John 18:36

36 Jesus said, “My kingdom is not of this world. If it were, my servants would fight to prevent my arrest by the Jewish leaders. But now my kingdom is from another place.”

Read John 18:36 Using Other Translations

Jesus answered,My kingdom is not of this world: if my kingdom were of this world, then would my servants fight, that I should not be delivered to the Jews: but now is my kingdom not from hence.
Jesus answered, "My kingdom is not of this world. If my kingdom were of this world, my servants would have been fighting, that I might not be delivered over to the Jews. But my kingdom is not from the world."
Jesus answered, “My Kingdom is not an earthly kingdom. If it were, my followers would fight to keep me from being handed over to the Jewish leaders. But my Kingdom is not of this world.”

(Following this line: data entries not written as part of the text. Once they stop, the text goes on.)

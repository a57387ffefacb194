//! §8 scenario: a 100 Hz periodic timer (P5/P6 — tick monotonicity, no
//! cumulative drift). No task is needed here; the timer fires straight out
//! of the tick handler.
mod support;

use std::sync::atomic::{AtomicU32, Ordering};

use rt_kernel::system;
use rt_kernel::timer::{self, TimerCb};

const PERIOD: u32 = 10; // ticks between fires ("100 Hz" against a 1 kHz tick base)

static FIRES: AtomicU32 = AtomicU32::new(0);
static TMR: TimerCb = TimerCb::new("100hz", on_fire, 0);

fn on_fire(_arg: usize) {
    FIRES.fetch_add(1, Ordering::SeqCst);
}

#[test]
fn periodic_timer_fires_without_drift() {
    support::install();
    timer::start_periodic(&TMR, PERIOD, PERIOD);

    support::wait_until(|| FIRES.load(Ordering::SeqCst) >= 50);

    let now = system::now_tick();
    let fires = FIRES.load(Ordering::SeqCst);
    let expected = now / PERIOD;
    let drift = expected.abs_diff(fires);
    assert!(
        drift <= 1,
        "periodic timer drifted: now={now} fires={fires} expected={expected}"
    );
}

What does John 18:36 mean?

John Gill's Exposition of the Bible
John 18:36

Jesus answered, my kingdom is not of this world
By saying which, he tacitly owns he was a king: as such he was set up, and anointed by his Father from everlasting; was prophesied of in the Old Testament; declared by the angel, both when he brought the news of his conception, and of his birth; was owned by many, who knew him to be so in the days of his flesh; and since his resurrection, ascension, and session at God's right hand, more manifestly appears to be one: he also hereby declares, that he had a kingdom; by which he means, not his natural and universal kingdom, as God, and the Creator and Governor of all things; but his mediatorial kingdom, administered both in the days of his flesh, and after his resurrection; which includes the whole Gospel dispensation, Christ's visible church state on earth, and the whole election of grace; it takes in that which will be at the close of time, in the latter day, which will be more spiritual, and in which Christ will reign before his ancients gloriously; and also the kingdom of God, or of heaven, even the ultimate glory: the whole of which is not of this world; the subjects of Christ's kingdom are not of the world, they are chosen and called out of it; the kingdom itself does not appear in worldly pomp and splendour, nor is it supported by worldly force, nor administered by worldly laws; nor does it so much regard the outward, as the inward estates of men; it promises no worldly emoluments, or temporal rewards. Christ does not say it is not "in" this world, but it is not of it; and therefore will not fail, when this world does, and the kingdoms thereof. Every thing that is carnal, sensual, and worldly, must be removed from our conceptions of Christ's kingdom, here or hereafter: and to this agrees what some Jewish writers say of the Messiah, and his affairs;

``the Messiah (they say F15) is separated from the world, because he is absolutely intellectual; but the world is corporeal; how then should the Messiah be in this world, when the world is corporeal, and (ymvg al yhla awh xyvmh) (Nyne) , "the business of the Messiah is divine, and not corporeal?"''
And since this was the case, Caesar, or any civil government, had no reason to be uneasy on account of his being a king, and having a kingdom; since his kingdom and interests did not in the least break in upon, or injure any others: and that this was the nature of his kingdom, he proves by the following reason; if my kingdom were of this world, then would my servants fight that
I should not be delivered to the Jews:
if Christ's kingdom had been a worldly one, set up on worldly views, and governed with worldly policy, and was to answer some worldly ends, Christ would have had servants enough among the Jews, who would have declared for him, and took up arms in his favour against the Romans; his own disciples would not have suffered him to have been betrayed into the hands of the Jews by Judas; nor would he have hindered them from attempting his rescue, as he did Peter; nor would they suffer him now to be delivered by Pilate into their hands, to put him to death; since they had such a Prince at the head of them, who, was he to make use of his power, was able to drive all the Roman forces before them out of the nation, and oblige a general submission among the Jews, to the sceptre of his kingdom: but now is my kingdom not from hence;
it does not rise out of, nor proceed upon, nor is it supported by worldly principles, wherefore none of the above methods are made use of.

F15 R. Juda Bezaleel Nizeach Israel, fol. 48.